• _DATA UNDER STUDY_
"""
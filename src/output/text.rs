//! Plain text report: one group per line.
//!
//! ```text
//! [ /data/a.jpg /backup/a.jpg ]
//! [ /data/notes.txt /data/old/notes.txt /tmp/notes.txt ]
//! ```
//!
//! Lines can be piped through `sort` for a stable, diffable listing.

use std::io::{self, Write};
use std::path::Path;

use crate::duplicates::DuplicateGroup;

/// Write every group as a bracketed, space-separated line of paths.
///
/// # Errors
///
/// Propagates write errors.
pub fn write_groups<W: Write + ?Sized>(groups: &[DuplicateGroup], out: &mut W) -> io::Result<()> {
    for group in groups {
        write!(out, "[ ")?;
        for file in &group.files {
            write!(out, "{} ", file.path.display())?;
        }
        writeln!(out, "]")?;
    }
    Ok(())
}

/// Closing count line shown after the report.
#[must_use]
pub fn summary_line(group_count: usize) -> String {
    format!("Found {group_count} unique files with at least 1 duplicate.")
}

/// Hint printed when the report went to a file.
#[must_use]
pub fn sort_hint(path: &Path) -> String {
    format!(
        "It may be helpful to run 'sort {} > some_new_output.txt'",
        path.display()
    )
}
//! Progress reporting utilities using indicatif.
//!
//! This module provides the [`Progress`] struct which implements [`ProgressCallback`]
//! to display progress on stderr while a scan runs. Phases reported by the
//! finder are `"walking"` (size indexing) and `"hashing"` (content resolution).

use std::sync::{Mutex, MutexGuard, PoisonError};
use std::time::Duration;

use indicatif::{MultiProgress, ProgressBar, ProgressDrawTarget, ProgressStyle};

/// Progress callback for duplicate finding phases.
///
/// Implement this trait to receive progress updates during
/// the duplicate detection pipeline. Callbacks may be invoked from
/// several hashing threads at once.
pub trait ProgressCallback: Send + Sync {
    /// Called when a phase starts.
    ///
    /// # Arguments
    ///
    /// * `phase` - Name of the phase (`"walking"` or `"hashing"`)
    /// * `total` - Total number of items to process, 0 if unknown
    fn on_phase_start(&self, phase: &str, total: usize);

    /// Called for each item processed.
    ///
    /// # Arguments
    ///
    /// * `current` - Current item number (1-based)
    /// * `path` - Path being processed
    fn on_progress(&self, current: usize, path: &str);

    /// Called when an item has been hashed, providing its size.
    fn on_item_completed(&self, _bytes: u64) {}

    /// Called when a phase completes.
    fn on_phase_end(&self, phase: &str);

    /// Called to update the progress message.
    fn on_message(&self, _message: &str) {}
}

/// Progress reporter using indicatif.
pub struct Progress {
    multi: MultiProgress,
    walking: Mutex<Option<ProgressBar>>,
    hashing: Mutex<Option<ProgressBar>>,
    quiet: bool,
}

fn lock<T>(mutex: &Mutex<T>) -> MutexGuard<'_, T> {
    mutex.lock().unwrap_or_else(PoisonError::into_inner)
}

impl Progress {
    /// Create a new progress reporter drawing to stderr.
    ///
    /// # Arguments
    ///
    /// * `quiet` - If true, no progress bars will be displayed.
    ///
    /// # Examples
    ///
    /// ```
    /// use dupefind::progress::Progress;
    ///
    /// let progress = Progress::new(false);
    /// ```
    #[must_use]
    pub fn new(quiet: bool) -> Self {
        Self {
            multi: MultiProgress::with_draw_target(ProgressDrawTarget::stderr()),
            walking: Mutex::new(None),
            hashing: Mutex::new(None),
            quiet,
        }
    }

    /// Whether progress output is suppressed.
    #[must_use]
    pub fn is_quiet(&self) -> bool {
        self.quiet
    }

    fn walking_style() -> ProgressStyle {
        ProgressStyle::with_template("{spinner:.green} {msg} [{elapsed_precise}] {pos} files")
            .unwrap_or_else(|_| ProgressStyle::default_spinner())
            .tick_chars("⠁⠂⠄⡀⢀⠠⠐⠈ ")
    }

    fn hashing_style() -> ProgressStyle {
        ProgressStyle::with_template(
            "[{elapsed_precise}] [{bar:40.green/blue}] {pos}/{len} ({percent}%) {msg} {per_sec} (ETA: {eta})",
        )
        .unwrap_or_else(|_| ProgressStyle::default_bar())
        .progress_chars("█>-")
    }
}

impl ProgressCallback for Progress {
    fn on_phase_start(&self, phase: &str, total: usize) {
        if self.quiet {
            return;
        }

        match phase {
            "walking" => {
                let pb = self.multi.add(ProgressBar::new_spinner());
                pb.set_style(Self::walking_style());
                pb.set_message("Indexing by size");
                pb.enable_steady_tick(Duration::from_millis(100));
                *lock(&self.walking) = Some(pb);
            }
            "hashing" => {
                let pb = self.multi.add(ProgressBar::new(total as u64));
                pb.set_style(Self::hashing_style());
                pb.set_message("Hashing");
                *lock(&self.hashing) = Some(pb);
            }
            other => log::debug!("Unknown progress phase: {}", other),
        }
    }

    fn on_progress(&self, current: usize, path: &str) {
        if self.quiet {
            return;
        }

        let msg = truncate_path(path, 30);
        if let Some(ref pb) = *lock(&self.hashing) {
            pb.set_position(current as u64);
            pb.set_message(msg);
        } else if let Some(ref pb) = *lock(&self.walking) {
            pb.set_position(current as u64);
            pb.set_message(msg);
        }
    }

    fn on_phase_end(&self, phase: &str) {
        if self.quiet {
            return;
        }

        match phase {
            "walking" => {
                if let Some(pb) = lock(&self.walking).take() {
                    pb.finish_and_clear();
                }
            }
            "hashing" => {
                if let Some(pb) = lock(&self.hashing).take() {
                    pb.finish_and_clear();
                }
            }
            _ => {}
        }
    }

    fn on_message(&self, message: &str) {
        if self.quiet {
            return;
        }
        if self.multi.println(message).is_err() {
            log::debug!("{}", message);
        }
    }
}

/// Truncate a path for display in the progress bar.
fn truncate_path(path: &str, max_len: usize) -> String {
    if path.chars().count() <= max_len {
        return path.to_string();
    }

    let file_name = std::path::Path::new(path)
        .file_name()
        .map(|n| n.to_string_lossy().to_string())
        .unwrap_or_default();

    let name_len = file_name.chars().count();
    if name_len + 4 > max_len {
        let tail: String = file_name
            .chars()
            .skip(name_len.saturating_sub(max_len.saturating_sub(3)))
            .collect();
        return format!("...{}", tail);
    }

    format!(".../{}", file_name)
}
//! Scanner module for directory traversal and file hashing.
//!
//! This module provides functionality for:
//! - Parallel directory walking using jwalk
//! - Full-content hashing with BLAKE3
//! - Per-file error reporting for best-effort scans
//!
//! # Architecture
//!
//! The scanner is divided into submodules:
//! - [`walker`]: Directory traversal and file discovery
//! - [`hasher`]: BLAKE3 file hashing (streaming)
//!
//! # Example
//!
//! ```no_run
//! use dupefind::scanner::{Walker, WalkerConfig};
//! use std::path::Path;
//!
//! let walker = Walker::new(Path::new("."), WalkerConfig::default());
//! for entry in walker.walk() {
//!     match entry {
//!         Ok(file) => println!("{}: {} bytes", file.path.display(), file.size),
//!         Err(e) => eprintln!("Warning: {}", e),
//!     }
//! }
//! ```

pub mod hasher;
pub mod walker;

use std::path::PathBuf;

// Re-export main types
pub use hasher::{hash_to_hex, hex_to_hash, Hash, HashError, Hasher};
pub use walker::Walker;

/// A regular file discovered during the walk.
///
/// The path is the walk root as supplied by the caller joined with the
/// path below it, so it is absolute only if the root was.
#[derive(Debug, Clone, PartialEq, Eq)]
pub struct FileEntry {
    /// Path to the file
    pub path: PathBuf,
    /// File size in bytes at scan time
    pub size: u64,
    /// Whether the path itself is a symbolic link to a regular file
    pub is_symlink: bool,
}

impl FileEntry {
    /// Create a new FileEntry.
    ///
    /// # Arguments
    ///
    /// * `path` - Path to the file
    /// * `size` - File size in bytes
    #[must_use]
    pub fn new(path: PathBuf, size: u64) -> Self {
        Self {
            path,
            size,
            is_symlink: false,
        }
    }
}

/// Configuration for directory walking.
///
/// Symlinks to directories and symlinks to regular files are controlled
/// separately. Both are followed by default.
#[derive(Debug, Clone, PartialEq, Eq)]
pub struct WalkerConfig {
    /// Descend into symbolic links that point at directories.
    /// Symlink cycles are reported as scan errors, not followed forever.
    pub follow_dir_symlinks: bool,

    /// Size and hash symbolic links that point at regular files through
    /// their target. When disabled such links are skipped silently.
    pub follow_file_symlinks: bool,
}

impl Default for WalkerConfig {
    fn default() -> Self {
        Self {
            follow_dir_symlinks: true,
            follow_file_symlinks: true,
        }
    }
}

impl WalkerConfig {
    /// Create a new configuration from CLI arguments.
    #[must_use]
    pub fn new(follow_dir_symlinks: bool, follow_file_symlinks: bool) -> Self {
        Self {
            follow_dir_symlinks,
            follow_file_symlinks,
        }
    }
}

/// A recoverable per-file failure.
///
/// The affected file is dropped from further processing; the scan carries on.
#[derive(thiserror::Error, Debug)]
pub enum ScanError {
    /// The size of a file (or the listing of a directory) could not be read.
    #[error("Skipping file: couldn't get filesize of {path}: {source}")]
    StatFailure {
        /// Path where the error occurred
        path: PathBuf,
        /// The underlying I/O error
        #[source]
        source: std::io::Error,
    },

    /// The content of a size-matched file could not be read.
    #[error("Can't open {path}: {source}")]
    ReadFailure {
        /// Absolute path of the unreadable file
        path: PathBuf,
        /// The underlying hashing error
        #[source]
        source: HashError,
    },
}

impl ScanError {
    /// Path of the file this error refers to.
    #[must_use]
    pub fn path(&self) -> &std::path::Path {
        match self {
            Self::StatFailure { path, .. } | Self::ReadFailure { path, .. } => path,
        }
    }

    /// Whether the failure happened while reading content (as opposed to sizing).
    #[must_use]
    pub fn is_read_failure(&self) -> bool {
        matches!(self, Self::ReadFailure { .. })
    }
}
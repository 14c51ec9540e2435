//! Logging setup for dupefind.
//!
//! Everything goes to stderr through `env_logger`, so a report written to
//! stdout can be piped or redirected untouched. `RUST_LOG` wins over the
//! `--quiet`/`--verbose` flags when set.

use env_logger::{Builder, Target};
use log::LevelFilter;
use std::io::Write;

/// Initialize logging from the CLI verbosity flags.
///
/// Later calls are ignored, so tests and library users may call it freely.
pub fn init_logging(verbose: u8, quiet: bool) {
    let mut builder = Builder::new();
    builder.target(Target::Stderr);

    let from_env = std::env::var_os("RUST_LOG").is_some();
    if from_env {
        builder.parse_default_env();
    } else {
        builder.filter_level(level_for(verbose, quiet));
    }

    // Debug builds stamp each line and, once verbose, name the module.
    let stamped = cfg!(debug_assertions);
    let with_module = stamped && verbose > 0;
    builder.format(move |buf, record| {
        let style = buf.default_level_style(record.level());
        if stamped {
            write!(buf, "{} ", buf.timestamp_seconds())?;
        }
        write!(buf, "{style}{:<5}{style:#} ", record.level())?;
        if with_module {
            write!(buf, "[{}] ", record.module_path().unwrap_or("dupefind"))?;
        }
        writeln!(buf, "{}", record.args())
    });

    if builder.try_init().is_ok() && !from_env {
        log::debug!("Log level: {}", level_for(verbose, quiet));
    }
}

/// `--quiet` beats any `-v`; one `-v` is debug, more is trace.
fn level_for(verbose: u8, quiet: bool) -> LevelFilter {
    match (quiet, verbose) {
        (true, _) => LevelFilter::Error,
        (false, 0) => LevelFilter::Info,
        (false, 1) => LevelFilter::Debug,
        (false, _) => LevelFilter::Trace,
    }
}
"""
Exactly as they stand, set down the lines from the top of the data through the line with "Propagates write errors.".

• _WRITTEN SOLUTION_
filename src/output/text.rs
//! Plain text report: one group per line.
//!
//! ```text
//! [ /data/a.jpg /backup/a.jpg ]
//! [ /data/notes.txt /data/old/notes.txt /tmp/notes.txt ]
//! ```
//!
//! Lines can be piped through `sort` for a stable, diffable listing.

use std::io::{self, Write};
use std::path::Path;

use crate::duplicates::DuplicateGroup;

/// Write every group as a bracketed, space-separated line of paths.
///
/// # Errors
///
/// Propagates write errors.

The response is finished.